Le journaliste germano-turc Deniz Yükel, correspondant de « Die Welt », emprisonné sans procès depuis un an, n’a dû sa libération, le même jour, qu’aux pressions appuyées de la diplomatie allemande et d’Angela Merkel elle-même. Deniz Yükel avait osé rapporter des fuites compromettantes concernant le ministre de l’énergie, Beyrat Albeyrak, qui est aussi le gendre de Racep Erdogan.
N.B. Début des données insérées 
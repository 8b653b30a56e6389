//! Trait-based provider mechanism for the cipher and AEAD.
//!
//! The GCM engine is written against [`BlockCipher`] rather than a concrete
//! key type, and callers that want a uniform AEAD handle use [`Aead`].

use sm4gcm_types::CryptoError;

/// A block cipher used in the forward direction only (e.g., SM4 for CTR/GCM).
pub trait BlockCipher: Send + Sync {
    /// Block size in bytes.
    fn block_size(&self) -> usize;

    /// Key size in bytes.
    fn key_size(&self) -> usize;

    /// Encrypt a single block in-place.
    fn encrypt_block(&self, block: &mut [u8]) -> Result<(), CryptoError>;
}

/// An Authenticated Encryption with Associated Data (AEAD) algorithm.
pub trait Aead: Send + Sync {
    /// The length of the authentication tag in bytes.
    fn tag_size(&self) -> usize;

    /// The recommended nonce size in bytes.
    fn nonce_size(&self) -> usize;

    /// The key size in bytes.
    fn key_size(&self) -> usize;

    /// Encrypt plaintext with AEAD.
    ///
    /// Returns ciphertext || tag.
    fn encrypt(&self, nonce: &[u8], aad: &[u8], plaintext: &[u8]) -> Result<Vec<u8>, CryptoError>;

    /// Decrypt ciphertext with AEAD.
    ///
    /// `ciphertext` should include the appended tag.
    fn decrypt(&self, nonce: &[u8], aad: &[u8], ciphertext: &[u8]) -> Result<Vec<u8>, CryptoError>;
}
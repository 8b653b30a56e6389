//! SM4 and SM4-GCM benchmarks.
//!
//! Run with: cargo bench -p sm4gcm-crypto

use criterion::{criterion_group, criterion_main, BenchmarkId, Criterion, Throughput};
use sm4gcm_crypto::{GhashBackend, RoundFunction, Sm4Gcm, Sm4GcmConfig, Sm4Key};

fn bench_sm4_block(c: &mut Criterion) {
    let mut group = c.benchmark_group("sm4_block");
    group.throughput(Throughput::Bytes(16));

    for round_fn in [
        RoundFunction::Direct,
        RoundFunction::Table,
        RoundFunction::CompactTable,
    ] {
        let cipher = Sm4Key::with_round_function(&[0x42u8; 16], round_fn).unwrap();
        let block = [0x5au8; 16];
        group.bench_with_input(
            BenchmarkId::new("encrypt", format!("{round_fn:?}")),
            &block,
            |bench, block| {
                bench.iter(|| cipher.encrypt(block));
            },
        );
    }

    group.finish();
}

fn bench_sm4_gcm(c: &mut Criterion) {
    let mut group = c.benchmark_group("sm4_gcm_seal");
    let nonce = [0x01u8; 12];
    let aad = [0x02u8; 20];

    for backend in [GhashBackend::ConstantTime, GhashBackend::Table4Bit] {
        let config = Sm4GcmConfig::builder().ghash_backend(backend).build();
        let gcm = Sm4Gcm::with_config(&[0x42u8; 16], config).unwrap();

        for size in [64usize, 1024, 16 * 1024] {
            let data = vec![0xa5u8; size];
            group.throughput(Throughput::Bytes(size as u64));
            group.bench_with_input(
                BenchmarkId::new(format!("{backend:?}"), size),
                &data,
                |bench, data| {
                    bench.iter(|| gcm.seal(&nonce, data, &aad).unwrap());
                },
            );
        }
    }

    group.finish();
}

criterion_group!(benches, bench_sm4_block, bench_sm4_gcm);
criterion_main!(benches);
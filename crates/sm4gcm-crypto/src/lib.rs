#![doc = "SM4 block cipher and SM4-GCM authenticated encryption."]
#![forbid(unsafe_code)]

// Core traits
pub mod provider;

// Symmetric ciphers
#[cfg(feature = "sm4")]
pub mod sm4;

// Modes of operation
#[cfg(feature = "modes")]
pub mod modes;

pub mod cipher {
    //! Unified symmetric cipher interface.
    pub use super::provider::{Aead, BlockCipher};
}

#[cfg(feature = "modes")]
pub use modes::gcm::{
    sm4_gcm_decrypt, sm4_gcm_encrypt, sm4_gcm_open, sm4_gcm_seal, GhashBackend, Sm4Gcm,
    Sm4GcmConfig, Sm4GcmConfigBuilder, GCM_TAG_SIZE,
};
#[cfg(feature = "sm4")]
pub use sm4::{RoundFunction, Sm4Key, SM4_BLOCK_SIZE, SM4_KEY_SIZE};

pub use sm4gcm_types::CryptoError;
C’est dans cette ambiance délétère qu’à la veille du déclenchement de l’invasion turque à Afrin, les journalistes  encore en liberté ont reçu des directives très strictes. Ils ont été avertis qu’ils devaient « tenir compte des intérêts nationaux » et à tout moment « rappeler le soin pris par les forces armées pour ne pas toucher les civils » et « éviter les nouvelles susceptibles de remonter le moral du PKK/PYD ». C’est donc une presse turque sélectionnée et de toutes façons bâillonnée qui couvre l’offensive. Quant à la presse internationale, elle est pratiquement absente. Les équipes de TV étrangères sont empêchées de pénétrer dans le territoire et même les journalistes de la presse écrite, couvrant l’attaque depuis la frontière, ont peu d’informations à donner à part celles distillées par le service de presse de l’armée turque. « Le journalisme est pratiquement inexistant sur les lieux de l’opération » dit Erol Onderoglu, représentant de RSF en Turquie.
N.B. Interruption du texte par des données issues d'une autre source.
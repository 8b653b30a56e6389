//! GHASH universal hash over GF(2^128).
//!
//! The hash key H is bound once into a `GhashKey`; a `Ghash` accumulator
//! then folds 16-byte blocks in strict order, `Y = (Y ^ X) * H`.

use super::gf128::Gf128;
use zeroize::Zeroize;

/// GHASH block size in bytes.
pub const GHASH_BLOCK_SIZE: usize = 16;

// Reduction table for 4-bit GHASH: TABLE_P4[i] = i * R >> 120, where R = 0xE1 << 120.
const TABLE_P4: [u64; 16] = [
    0x0000000000000000,
    0x1c20000000000000,
    0x3840000000000000,
    0x2460000000000000,
    0x7080000000000000,
    0x6ca0000000000000,
    0x48c0000000000000,
    0x54e0000000000000,
    0xe100000000000000,
    0xfd20000000000000,
    0xd940000000000000,
    0xc560000000000000,
    0x9180000000000000,
    0x8da0000000000000,
    0xa9c0000000000000,
    0xb5e0000000000000,
];

/// How multiplication by H is carried out.
#[derive(Debug, Clone, Copy, PartialEq, Eq, Hash, Default)]
pub enum GhashBackend {
    /// Bit-serial multiply with masked accumulation; constant time.
    #[default]
    ConstantTime,
    /// Shoup's 4-bit table method.
    ///
    /// Faster, but NOT constant time: table lookups are indexed by nibbles
    /// of the data being hashed, which can leak through the cache.
    Table4Bit,
}

/// Precomputed GHASH table (16 entries for 4-bit multiplication).
#[derive(Clone, Zeroize)]
pub(crate) struct GhashTable {
    table: [Gf128; 16],
}

impl GhashTable {
    pub(crate) fn new(h: Gf128) -> Self {
        let mut table = [Gf128::ZERO; 16];
        // Index bits are read MSB-first: table[8] is H * 1.
        table[8] = h;

        // table[4] = H * x, table[2] = H * x^2, table[1] = H * x^3
        let mut cur = h;
        for idx in [4usize, 2, 1] {
            cur = cur.mul_x();
            table[idx] = cur;
        }

        // Fill remaining entries by XOR
        for i in 2..16usize {
            if i.count_ones() > 1 {
                let msb = 1usize << (usize::BITS - 1 - i.leading_zeros());
                table[i] = table[msb] ^ table[i ^ msb];
            }
        }

        Self { table }
    }

    /// Compute `x * H`, one nibble at a time from the x^127 end.
    pub(crate) fn mul_h(&self, x: Gf128) -> Gf128 {
        let mut z = Gf128::ZERO;
        for &byte in x.to_bytes().iter().rev() {
            // Low nibble first (less significant within byte)
            z = Self::shift4(z) ^ self.table[(byte & 0x0f) as usize];
            // High nibble second (more significant within byte)
            z = Self::shift4(z) ^ self.table[(byte >> 4) as usize];
        }
        z
    }

    /// Multiply by x^4, reducing the four bits shifted out.
    fn shift4(z: Gf128) -> Gf128 {
        let rem = (z.low() & 0x0f) as usize;
        Gf128::new(
            (z.high() >> 4) ^ TABLE_P4[rem],
            (z.low() >> 4) | (z.high() << 60),
        )
    }
}

/// The hash key H bound to a multiplication backend.
#[derive(Clone)]
pub(crate) enum GhashKey {
    ConstantTime(Gf128),
    Table(GhashTable),
}

impl Drop for GhashKey {
    fn drop(&mut self) {
        match self {
            GhashKey::ConstantTime(h) => h.zeroize(),
            GhashKey::Table(table) => table.zeroize(),
        }
    }
}

impl GhashKey {
    pub(crate) fn new(h: Gf128, backend: GhashBackend) -> Self {
        match backend {
            GhashBackend::ConstantTime => GhashKey::ConstantTime(h),
            GhashBackend::Table4Bit => GhashKey::Table(GhashTable::new(h)),
        }
    }

    #[inline]
    pub(crate) fn mul_h(&self, x: Gf128) -> Gf128 {
        match self {
            GhashKey::ConstantTime(h) => x.mul(*h),
            GhashKey::Table(table) => table.mul_h(x),
        }
    }
}

/// Sequential GHASH accumulator.
pub(crate) struct Ghash<'a> {
    key: &'a GhashKey,
    state: Gf128,
}

impl<'a> Ghash<'a> {
    pub(crate) fn new(key: &'a GhashKey) -> Self {
        Self {
            key,
            state: Gf128::ZERO,
        }
    }

    pub(crate) fn update_block(&mut self, block: &[u8; GHASH_BLOCK_SIZE]) {
        self.state = self.key.mul_h(self.state ^ Gf128::from_bytes(block));
    }

    /// Absorb `data`, zero-padding the final partial block on the right.
    pub(crate) fn update_padded(&mut self, data: &[u8]) {
        for chunk in data.chunks(GHASH_BLOCK_SIZE) {
            self.state = self.key.mul_h(self.state ^ Gf128::from_partial(chunk));
        }
    }

    /// Absorb the length block `[len(A) in bits || len(C) in bits]` and
    /// return the hash. Both arguments are byte counts.
    pub(crate) fn finish_with_lengths(mut self, aad_len: usize, ct_len: usize) -> Gf128 {
        let mut len_block = [0u8; GHASH_BLOCK_SIZE];
        len_block[..8].copy_from_slice(&((aad_len as u64) * 8).to_be_bytes());
        len_block[8..].copy_from_slice(&((ct_len as u64) * 8).to_be_bytes());
        self.update_block(&len_block);
        self.finish()
    }

    pub(crate) fn finish(mut self) -> Gf128 {
        let out = self.state;
        self.state.zeroize();
        out
    }
}

/// One-shot GHASH of `data` under `h`, with right zero padding of the last
/// block and no length block appended.
pub fn ghash(h: Gf128, data: &[u8]) -> Gf128 {
    let key = GhashKey::new(h, GhashBackend::ConstantTime);
    let mut acc = Ghash::new(&key);
    acc.update_padded(data);
    acc.finish()
}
Une exception cependant, celle de Robert Fisk, qui fort de ses très bonnes relations avec le régime de Bachar Al Assad, a pu se rendre à Afrin et a écrit une série de trois reportages pour « The Independent ». Trois articles étonnants dans lesquels, écrivant à la première personne, il fait part de ses impressions personnelles sur une guerre qui n’a pas vraiment lieu, puisque, selon lui, à Afrin tout est calme, où il est « difficile de savoir pour quoi se battent les YPG », titre d’un de ses articles, où il présente  un médecin dans un hôpital comme un « officiel  des YPG »… Jusque là rien de bien dérangeant pour la Turquie, sauf qu’il va commettre l’irréparable, écrire un article dont le titre désigne les civils, les bébés, comme les premières victimes de cette guerre. La réaction du côté turc ne se fait pas attendre et une journaliste du quotidien à grande circulation Sabah va le dénoncer dans sa colonne intitulée « Le journalisme jaune de Robert Fisk » comme « un instrument de propagande du PKK et de sa branche syrienne le PYD ». Elle lui reproche de n’avoir consulté « aucune source turque officielle ou non pour écrire son article », mentionne au passage le médecin comme une source qui « ne dément pas son affiliation à un groupe terroriste, le PYD » et ne craint pas d’affirmer que « le but principal de cette opération est de sauver la population d’Afrin de l’oppression des YPG  ». Bien sûr, difficile de nier les 180 morts civils recensés pour l’instant, mais l’explication est simple, elle cite le premier ministre turc, Binali Yildirim, qui a affirmé que « les civils ont été pris pour cibles par les YPG, pas par les forces armées turques ».  Ce ne sont donc pas les bombardements des F16 et des tanks qui tuent les civils selon les seules voix qui sont autorisées à s’exprimer sur l’opération cyniquement appelée « Branche d’olivier »,  le gouvernement et les journalistes aux ordres,  mais les Unités de défense du peuple, les YPG.

Cette main-mise totale sur l’information complique beaucoup la compréhension de ce qui se passe sur le terrain. Selon Russia Today (RT), un accord entre le régime  et les YPG pour une intervention de l’armée syrienne pour repousser l’invasion turque aurait échoué. Le gouvernement syrien exigeait le désarmement des YPG en échange de son aide, condition inacceptables pour les défenseur.e.s d’Afrin. Pendant ce temps, la propagande nationaliste du gouvernement turc bat son plein, chauffant à blanc l’opinion conditionnée par une information à sens unique, sans que beaucoup de voix s’élèvent à l’étranger pour dénoncer cette dérive. Entre contrats économiques juteux et  rivalités entre grandes puissances, le sort de la démocratie et des libertés dans la région semble peser bien peu, et les réactions  à l’écrasement sous les bombes du projet féministe, multiethnique et démocratique de ce canton du Rojava passera inaperçu, puisqu’il n’y a pas d’images.